Volume 40, Issue 8, August 2007, Pages 2325-2340
Pattern Recognition

A coupled HMM approach to video-realistic speech animation

https://doi.org/10.1016/j.patcog.2006.12.001Get rights and content

Abstract

We propose a coupled hidden Markov model (CHMM) approach to video-realistic speech animation, which realizes realistic facial animations driven by speaker independent continuous speech. Different from hidden Markov model (HMM)-based animation approaches that use a single-state chain, we use CHMMs to explicitly model the subtle characteristics of audio–visual speech, e.g., the asynchrony, temporal dependency (synchrony), and different speech classes between the two modalities. We derive an expectation maximization (EM)-based A/V conversion algorithm for the CHMMs, which converts acoustic speech into decent facial animation parameters. We also present a video-realistic speech animation system. The system transforms the facial animation parameters to a mouth animation sequence, refines the animation with a performance refinement process, and finally stitches the animated mouth with a background facial sequence seamlessly. We have compared the animation performance of the CHMM with the HMMs, the multi-stream HMMs and the factorial HMMs both objectively and subjectively. Results show that the CHMMs achieve superior animation performance. The ph-vi-CHMM system, which adopts different state variables (phoneme states and viseme states) in the audio and visual modalities, performs the best. The proposed approach indicates that explicitly modelling audio–visual speech is promising for speech animation.

Introduction

Speech-driven talking faces are playing an increasingly indispensable role in multimedia applications such as computer games, online virtual characters, video telephony, and other interactive human–machine interfaces. For example, talking faces can provide visual speech perceptual information for hearing-impaired people to better communicate with machines through lipreading [1]. Recent studies have shown that the trust and attention of humans towards machines can be significantly increased by 30% if humans are interacting with a human face instead of text only [2]. Current Internet videophones can transmit videos, but due to bandwidth limitations and network congestion, facial motion accompanied with audio often appears jerky since many frames are lost during transmissions. Therefore, a video-realistic speech-driven talking face may provide a good alteration.

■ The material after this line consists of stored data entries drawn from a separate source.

//! # kstyle-core
//!
//! Core framework for kstyle, a style linter for Kotlin sources.
//!
//! This crate is language-agnostic. Front ends lower their concrete syntax
//! into a lossless [`SyntaxTree`], and rules check (and fix) that tree. It
//! includes:
//!
//! - [`SyntaxTree`] / [`TreeBuilder`], an arena tree with whitespace leaves
//! - [`Rule`] trait for per-file rules and [`SourceParser`] for front ends
//! - [`IndentationRule`], the structural indentation engine
//! - [`Analyzer`] for file discovery, rule execution and fix write-back
//!
//! ## Example
//!
//! ```ignore
//! use kstyle_core::{all_rules, Analyzer, Config, FixMode};
//!
//! let config = Config::default();
//! let mut builder = Analyzer::builder()
//!     .root("./src")
//!     .parser(KotlinParser::new())
//!     .mode(FixMode::Check);
//! for rule in all_rules(&config) {
//!     builder = builder.rule_box(rule);
//! }
//! let result = builder.config(config).build()?.analyze()?;
//! ```

#![forbid(unsafe_code)]
#![warn(missing_docs)]

mod analyzer;
mod config;
mod context;
mod kind;
mod parser;
mod rule;
mod tree;
mod types;

pub mod indentation;
pub mod tokens;

pub use analyzer::{Analyzer, AnalyzerBuilder, AnalyzerError, FileOutcome};
pub use config::{AnalyzerConfig, Config, ConfigError, RuleConfig};
pub use context::{FileContext, FixMode};
pub use indentation::{IndentationConfig, IndentationRule};
pub use kind::NodeKind;
pub use parser::{ParseError, ParserBox, SourceParser};
pub use rule::{Rule, RuleBox};
pub use tree::{NodeId, SpanTable, SyntaxTree, TreeBuilder, TreeError};
pub use types::{
    LineIndex, LintResult, Location, Severity, Suggestion, Violation, ViolationDiagnostic,
};

/// Returns the built-in rule set, configured from `config`.
///
/// Disabled rules are still returned; the analyzer skips them.
#[must_use]
pub fn all_rules(config: &Config) -> Vec<RuleBox> {
    vec![Box::new(IndentationRule::from_config(config))]
}
//! Core types for lint violations and results.

use miette::{Diagnostic, SourceSpan};
use serde::{Deserialize, Serialize};
use std::path::PathBuf;

/// Severity level for lint violations.
#[derive(Debug, Clone, Copy, PartialEq, Eq, PartialOrd, Ord, Hash, Serialize, Deserialize)]
#[serde(rename_all = "lowercase")]
pub enum Severity {
    /// Informational message, does not fail lint.
    Info,
    /// Warning that should be addressed.
    Warning,
    /// Error that must be fixed.
    Error,
}

impl std::fmt::Display for Severity {
    fn fmt(&self, f: &mut std::fmt::Formatter<'_>) -> std::fmt::Result {
        match self {
            Self::Info => write!(f, "info"),
            Self::Warning => write!(f, "warning"),
            Self::Error => write!(f, "error"),
        }
    }
}

impl std::str::FromStr for Severity {
    type Err = String;

    fn from_str(s: &str) -> Result<Self, Self::Err> {
        match s.to_ascii_lowercase().as_str() {
            "info" => Ok(Self::Info),
            "warning" | "warn" => Ok(Self::Warning),
            "error" => Ok(Self::Error),
            other => Err(format!("unknown severity '{other}'")),
        }
    }
}

/// Source code location.
#[derive(Debug, Clone, PartialEq, Eq, Hash, Serialize, Deserialize)]
pub struct Location {
    /// File path relative to project root.
    pub file: PathBuf,
    /// Line number (1-indexed).
    pub line: usize,
    /// Column number (1-indexed, in characters).
    pub column: usize,
    /// Byte offset in file.
    pub offset: usize,
    /// Length of the span in bytes.
    pub length: usize,
}

impl Location {
    /// Creates a new location with explicit values.
    #[must_use]
    pub fn new(file: PathBuf, line: usize, column: usize) -> Self {
        Self {
            file,
            line,
            column,
            offset: 0,
            length: 0,
        }
    }

    /// Creates a location for a byte offset into `text`, deriving line and column.
    ///
    /// Offsets past the end of `text` are clamped to its length. Build a
    /// [`LineIndex`] instead when locating many offsets in the same text.
    #[must_use]
    pub fn at_offset(file: PathBuf, text: &str, offset: usize) -> Self {
        LineIndex::new(text).location(file, offset)
    }

    /// Sets the byte offset and length for this location.
    #[must_use]
    pub fn with_span(mut self, offset: usize, length: usize) -> Self {
        self.offset = offset;
        self.length = length;
        self
    }
}

/// Line starts of a text, for turning many byte offsets into [`Location`]s.
#[derive(Debug, Clone)]
pub struct LineIndex<'a> {
    text: &'a str,
    starts: Vec<usize>,
}

impl<'a> LineIndex<'a> {
    /// Indexes the line starts of `text`.
    #[must_use]
    pub fn new(text: &'a str) -> Self {
        let starts = std::iter::once(0)
            .chain(text.match_indices('\n').map(|(i, _)| i + 1))
            .collect();
        Self { text, starts }
    }

    /// Location of `offset`, clamped to the text and to a character boundary.
    #[must_use]
    pub fn location(&self, file: PathBuf, offset: usize) -> Location {
        let mut offset = offset.min(self.text.len());
        while !self.text.is_char_boundary(offset) {
            offset -= 1;
        }
        let line = self.starts.partition_point(|&start| start <= offset);
        let line_start = self.starts[line - 1];
        let column = self.text[line_start..offset].chars().count() + 1;
        Location {
            file,
            line,
            column,
            offset,
            length: 0,
        }
    }
}

/// A suggested fix for a violation.
#[derive(Debug, Clone, Serialize, Deserialize)]
pub struct Suggestion {
    /// Human-readable description of the fix.
    pub message: String,
}

impl Suggestion {
    /// Creates a new suggestion.
    #[must_use]
    pub fn new(message: impl Into<String>) -> Self {
        Self {
            message: message.into(),
        }
    }
}

/// A lint violation found during analysis.
#[derive(Debug, Clone, Serialize, Deserialize)]
pub struct Violation {
    /// Rule code (e.g., "KS001").
    pub code: String,
    /// Rule name (e.g., "wrong-indentation").
    pub rule: String,
    /// Severity of this violation.
    pub severity: Severity,
    /// Primary location of the violation.
    pub location: Location,
    /// Human-readable message.
    pub message: String,
    /// Whether the rule can correct this violation automatically.
    pub fixable: bool,
    /// Whether the correction was applied during this run.
    #[serde(default)]
    pub fixed: bool,
    /// Optional suggestion for fixing.
    #[serde(default, skip_serializing_if = "Option::is_none")]
    pub suggestion: Option<Suggestion>,
}

impl Violation {
    /// Creates a new violation.
    #[must_use]
    pub fn new(
        code: impl Into<String>,
        rule: impl Into<String>,
        severity: Severity,
        location: Location,
        message: impl Into<String>,
    ) -> Self {
        Self {
            code: code.into(),
            rule: rule.into(),
            severity,
            location,
            message: message.into(),
            fixable: false,
            fixed: false,
            suggestion: None,
        }
    }

    /// Marks this violation as automatically fixable.
    #[must_use]
    pub fn fixable(mut self, fixable: bool) -> Self {
        self.fixable = fixable;
        self
    }

    /// Records whether the fix was applied.
    #[must_use]
    pub fn fixed(mut self, fixed: bool) -> Self {
        self.fixed = fixed;
        self
    }

    /// Adds a suggestion to this violation.
    #[must_use]
    pub fn with_suggestion(mut self, suggestion: Suggestion) -> Self {
        self.suggestion = Some(suggestion);
        self
    }

    /// Formats the violation for terminal output.
    #[must_use]
    pub fn format(&self) -> String {
        use std::fmt::Write;
        let mut output = format!(
            "{} {} at {}:{}:{}\n",
            self.code,
            self.rule,
            self.location.file.display(),
            self.location.line,
            self.location.column,
        );
        let _ = writeln!(output, "  {}: {}", self.severity, self.message);
        if self.fixed {
            let _ = writeln!(output, "  = fixed");
        } else if self.fixable {
            let _ = writeln!(output, "  = fixable with --fix");
        }
        if let Some(suggestion) = &self.suggestion {
            let _ = writeln!(output, "  = help: {}", suggestion.message);
        }
        output
    }
}

impl std::fmt::Display for Violation {
    fn fmt(&self, f: &mut std::fmt::Formatter<'_>) -> std::fmt::Result {
        write!(
            f,
            "{}:{}:{}: {} [{}] {}",
            self.location.file.display(),
            self.location.line,
            self.location.column,
            self.severity,
            self.code,
            self.message
        )?;
        if self.fixed {
            write!(f, " (fixed)")?;
        }
        Ok(())
    }
}

/// A violation rendered as a miette diagnostic for rich terminal output.
#[derive(Debug, thiserror::Error, Diagnostic)]
#[error("{message}")]
pub struct ViolationDiagnostic {
    message: String,
    #[help]
    help: Option<String>,
    #[label("{label_message}")]
    span: SourceSpan,
    label_message: String,
}

impl From<&Violation> for ViolationDiagnostic {
    fn from(v: &Violation) -> Self {
        let help = v.suggestion.as_ref().map(|s| s.message.clone()).or_else(|| {
            (v.fixable && !v.fixed).then(|| "run `kstyle check --fix` to correct this".to_string())
        });
        Self {
            message: format!("[{}] {}", v.code, v.message),
            help,
            span: SourceSpan::from((v.location.offset, v.location.length)),
            label_message: v.rule.clone(),
        }
    }
}

/// Result of running lint analysis.
#[derive(Debug, Default, Serialize, Deserialize)]
pub struct LintResult {
    /// All violations found.
    pub violations: Vec<Violation>,
    /// Number of files checked.
    pub files_checked: usize,
    /// Number of files rewritten by fix mode.
    #[serde(default)]
    pub files_fixed: usize,
}

impl LintResult {
    /// Creates a new empty result.
    #[must_use]
    pub fn new() -> Self {
        Self::default()
    }

    /// Violations that are still present in the sources.
    pub fn remaining(&self) -> impl Iterator<Item = &Violation> {
        self.violations.iter().filter(|v| !v.fixed)
    }

    /// Returns true if there are any unfixed errors.
    #[must_use]
    pub fn has_errors(&self) -> bool {
        self.remaining().any(|v| v.severity == Severity::Error)
    }

    /// Checks if any unfixed violation meets or exceeds the given severity threshold.
    #[must_use]
    pub fn has_violations_at(&self, severity: Severity) -> bool {
        self.remaining().any(|v| v.severity >= severity)
    }

    /// Number of unfixed violations that fix mode could correct.
    #[must_use]
    pub fn fixable_count(&self) -> usize {
        self.remaining().filter(|v| v.fixable).count()
    }

    /// Counts violations by severity.
    #[must_use]
    pub fn count_by_severity(&self) -> (usize, usize, usize) {
        let count = |severity| {
            self.violations
                .iter()
                .filter(|v| v.severity == severity)
                .count()
        };
        (
            count(Severity::Error),
            count(Severity::Warning),
            count(Severity::Info),
        )
    }

    /// Sorts violations by file, then line, then column.
    pub fn sort(&mut self) {
        self.violations.sort_by(|a, b| {
            a.location
                .file
                .cmp(&b.location.file)
                .then(a.location.line.cmp(&b.location.line))
                .then(a.location.column.cmp(&b.location.column))
        });
    }

    /// Adds violations from another result.
    pub fn extend(&mut self, other: Self) {
        self.violations.extend(other.violations);
        self.files_checked += other.files_checked;
        self.files_fixed += other.files_fixed;
    }
}

#[cfg(test)]
mod tests {
    use super::*;

    fn make_violation(severity: Severity) -> Violation {
        Violation::new(
            "KS001",
            "wrong-indentation",
            severity,
            Location::new(PathBuf::from("src/Main.kt"), 2, 4),
            "expected 4 but was 3",
        )
    }

    #[test]
    fn location_from_offset() {
        let text = "class A {\n   val x = 0\n}\n";
        let loc = Location::at_offset(PathBuf::from("A.kt"), text, 13);
        assert_eq!((loc.line, loc.column, loc.offset), (2, 4, 13));

        let start = Location::at_offset(PathBuf::from("A.kt"), text, 0);
        assert_eq!((start.line, start.column), (1, 1));

        let end = Location::at_offset(PathBuf::from("A.kt"), text, 500);
        assert_eq!(end.offset, text.len());
        assert_eq!((end.line, end.column), (4, 1));
    }

    #[test]
    fn line_index_locates_many_offsets() {
        let text = "a\n\nbc\n";
        let index = LineIndex::new(text);
        let positions: Vec<_> = [0, 1, 2, 3, 4, 5, 6]
            .into_iter()
            .map(|offset| {
                let loc = index.location(PathBuf::from("A.kt"), offset);
                (loc.line, loc.column)
            })
            .collect();
        assert_eq!(
            positions,
            vec![(1, 1), (1, 2), (2, 1), (3, 1), (3, 2), (3, 3), (4, 1)]
        );
    }

    #[test]
    fn location_counts_characters_not_bytes() {
        let text = "val é = 1";
        let loc = Location::at_offset(PathBuf::from("A.kt"), text, 7);
        assert_eq!(loc.column, 7);
    }

    #[test]
    fn severity_parses_case_insensitively() {
        assert_eq!("Warning".parse::<Severity>(), Ok(Severity::Warning));
        assert_eq!("error".parse::<Severity>(), Ok(Severity::Error));
        assert!("fatal".parse::<Severity>().is_err());
    }

    #[test]
    fn display_is_compact() {
        let v = make_violation(Severity::Warning);
        insta::assert_snapshot!(v.to_string(), @"src/Main.kt:2:4: warning [KS001] expected 4 but was 3");
    }

    #[test]
    fn display_marks_fixed() {
        let v = make_violation(Severity::Warning).fixable(true).fixed(true);
        assert!(v.to_string().ends_with("(fixed)"));
    }

    #[test]
    fn format_mentions_fix_mode_for_fixable() {
        let v = make_violation(Severity::Warning).fixable(true);
        assert!(v.format().contains("= fixable with --fix"));
        let fixed = v.fixed(true);
        assert!(fixed.format().contains("= fixed"));
    }

    #[test]
    fn fixed_violations_do_not_count_as_remaining() {
        let mut result = LintResult::new();
        result
            .violations
            .push(make_violation(Severity::Error).fixable(true).fixed(true));
        result
            .violations
            .push(make_violation(Severity::Warning).fixable(true));

        assert!(!result.has_errors());
        assert!(result.has_violations_at(Severity::Warning));
        assert!(!result.has_violations_at(Severity::Error));
        assert_eq!(result.fixable_count(), 1);
        assert_eq!(result.count_by_severity(), (1, 1, 0));
    }

    #[test]
    fn sort_orders_by_position() {
        let mut result = LintResult::new();
        let mut late = make_violation(Severity::Warning);
        late.location.line = 9;
        result.violations.push(late);
        result.violations.push(make_violation(Severity::Warning));
        result.sort();
        assert_eq!(result.violations[0].location.line, 2);
    }

    #[test]
    fn extend_merges_counts() {
        let mut a = LintResult::new();
        a.files_checked = 1;
        let mut b = LintResult::new();
        b.files_checked = 2;
        b.files_fixed = 1;
        b.violations.push(make_violation(Severity::Info));
        a.extend(b);
        assert_eq!((a.files_checked, a.files_fixed, a.violations.len()), (3, 1, 1));
    }

    #[test]
    fn diagnostic_suggests_fix_mode() {
        let v = make_violation(Severity::Warning).fixable(true);
        let diag = ViolationDiagnostic::from(&v);
        assert_eq!(diag.to_string(), "[KS001] expected 4 but was 3");
        assert_eq!(
            diag.help.as_deref(),
            Some("run `kstyle check --fix` to correct this")
        );
    }
}
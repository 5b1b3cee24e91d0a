//! Splitting of `/** ... */` comments into KDoc leaves.

use kstyle_core::NodeKind;

/// Splits a KDoc comment into `(kind, text)` pieces whose texts concatenate
/// back to `text`.
///
/// Each line break inside the comment, with the blanks that follow it,
/// becomes a [`NodeKind::WhiteSpace`] piece so the indentation pass sees it.
/// Returns `None` for anything that is not a KDoc comment.
#[must_use]
pub fn split_kdoc(text: &str) -> Option<Vec<(NodeKind, &str)>> {
    if text.len() < 5 || !text.starts_with("/**") || !text.ends_with("*/") {
        return None;
    }
    let body = &text[3..text.len() - 2];
    let mut pieces = vec![(NodeKind::KDocStart, &text[..3])];

    let (first, mut rest) = split_line(body);
    if !first.is_empty() {
        pieces.push((NodeKind::KDocText, first));
    }
    while rest.starts_with('\n') {
        let after_break = &rest[1..];
        let blanks = after_break.len() - after_break.trim_start_matches([' ', '\t']).len();
        pieces.push((NodeKind::WhiteSpace, &rest[..=blanks]));

        let (mut line, next) = split_line(&after_break[blanks..]);
        if let Some(stripped) = line.strip_prefix('*') {
            pieces.push((NodeKind::KDocLeadingAsterisk, &line[..1]));
            line = stripped;
        }
        if !line.is_empty() {
            pieces.push((NodeKind::KDocText, line));
        }
        rest = next;
    }

    pieces.push((NodeKind::KDocEnd, &text[text.len() - 2..]));
    Some(pieces)
}

/// Splits at the first `'\n'`, keeping the break at the start of the remainder.
fn split_line(text: &str) -> (&str, &str) {
    text.find('\n')
        .map_or((text, ""), |at| (&text[..at], &text[at..]))
}

#[cfg(test)]
mod tests {
    use super::*;

    fn kinds(text: &str) -> Vec<NodeKind> {
        split_kdoc(text)
            .unwrap()
            .into_iter()
            .map(|(kind, _)| kind)
            .collect()
    }

    #[test]
    fn pieces_concatenate_to_comment() {
        let text = "/**\n     * Doc.\n     *\n     * @param x\n     */";
        let joined: String = split_kdoc(text)
            .unwrap()
            .into_iter()
            .map(|(_, t)| t)
            .collect();
        assert_eq!(joined, text);
    }

    #[test]
    fn multiline_comment_layout() {
        use NodeKind::{KDocEnd, KDocLeadingAsterisk, KDocStart, KDocText, WhiteSpace};
        assert_eq!(
            kinds("/**\n * a\n */"),
            vec![
                KDocStart,
                WhiteSpace,
                KDocLeadingAsterisk,
                KDocText,
                WhiteSpace,
                KDocEnd
            ]
        );
    }

    #[test]
    fn line_break_keeps_following_blanks() {
        let pieces = split_kdoc("/**\n\t  * a */").unwrap();
        assert_eq!(pieces[1], (NodeKind::WhiteSpace, "\n\t  "));
        assert_eq!(pieces[3], (NodeKind::KDocText, " a "));
    }

    #[test]
    fn single_line_kdoc_has_no_whitespace() {
        assert_eq!(
            kinds("/** short */"),
            vec![NodeKind::KDocStart, NodeKind::KDocText, NodeKind::KDocEnd]
        );
        assert_eq!(kinds("/***/"), vec![NodeKind::KDocStart, NodeKind::KDocEnd]);
    }

    #[test]
    fn plain_block_comments_are_rejected() {
        assert!(split_kdoc("/* not doc */").is_none());
        assert!(split_kdoc("/**/").is_none());
        assert!(split_kdoc("// line").is_none());
    }
}
//! Rule trait for defining lint rules.

use crate::context::FileContext;
use crate::tree::SyntaxTree;
use crate::types::{Severity, Violation};

/// A per-file lint rule over the lowered syntax tree.
///
/// Rules receive a mutable tree so that, in [`FixMode::Fix`](crate::FixMode::Fix),
/// they can correct what they report. Corrections must only rewrite leaf
/// text or insert leaves; the structure of the tree is never reshuffled.
///
/// # Example
///
/// ```ignore
/// use kstyle_core::{FileContext, Rule, SyntaxTree, Violation};
///
/// pub struct NoSemicolons;
///
/// impl Rule for NoSemicolons {
///     fn name(&self) -> &'static str { "no-semicolons" }
///     fn code(&self) -> &'static str { "KS100" }
///
///     fn check(&self, ctx: &FileContext, tree: &mut SyntaxTree) -> Vec<Violation> {
///         // walk tree.descendants(tree.root()) ...
///         vec![]
///     }
/// }
/// ```
pub trait Rule: Send + Sync {
    /// Returns the kebab-case name of this rule (e.g., "wrong-indentation").
    fn name(&self) -> &'static str;

    /// Returns the rule code (e.g., "KS001").
    fn code(&self) -> &'static str;

    /// Returns a brief description of what this rule checks.
    fn description(&self) -> &'static str {
        ""
    }

    /// Returns the default severity for violations from this rule.
    fn default_severity(&self) -> Severity {
        Severity::Warning
    }

    /// Checks (and in fix mode corrects) a single file.
    ///
    /// Returns the violations found, in ascending offset order.
    fn check(&self, ctx: &FileContext, tree: &mut SyntaxTree) -> Vec<Violation>;
}

/// Type alias for boxed Rule trait objects.
pub type RuleBox = Box<dyn Rule>;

The essential problem of speech-driven talking faces is speech animation—synthesizing speech-related facial animation from audio. Despite of decades of extensive research, realistic speech animation still remains to be one of the challenging talks due to the variabilities of human speech, mostly commonly the coarticulation phenomenon [3]. Various approaches have been proposed during the last decade, which significantly improve the animation performance. Some approaches use a 3D mesh to define the head shape and map a face texture to the mesh [4], [5], [6]. Others realize photo- or video-realistic animation from recorded image sequences of face and render facial movements directly at the image level [6], [7], [8], [9], [10].

Despite of different head models, according to the audio/visual conversion method, speech animation can be categorized into speech classes from audio and animation parameters from audio [6]. In the former approaches, audio is first segmented to a string of speech classes (e.g., phonemes) manually or automatically by a speech recognizer. Subsequently these units are mapped simply to lip poses, ignoring dynamic factors such as speech rate and prosody. The latter approaches derive animation parameters directly from speech acoustics, where speech dynamics are preserved. During the last two decades, machine learning methods, such as neural networks [11], Gaussian mixture models (GMMs) and hidden Markov models (HMMs) have been extensively used in the audio/visual conversion.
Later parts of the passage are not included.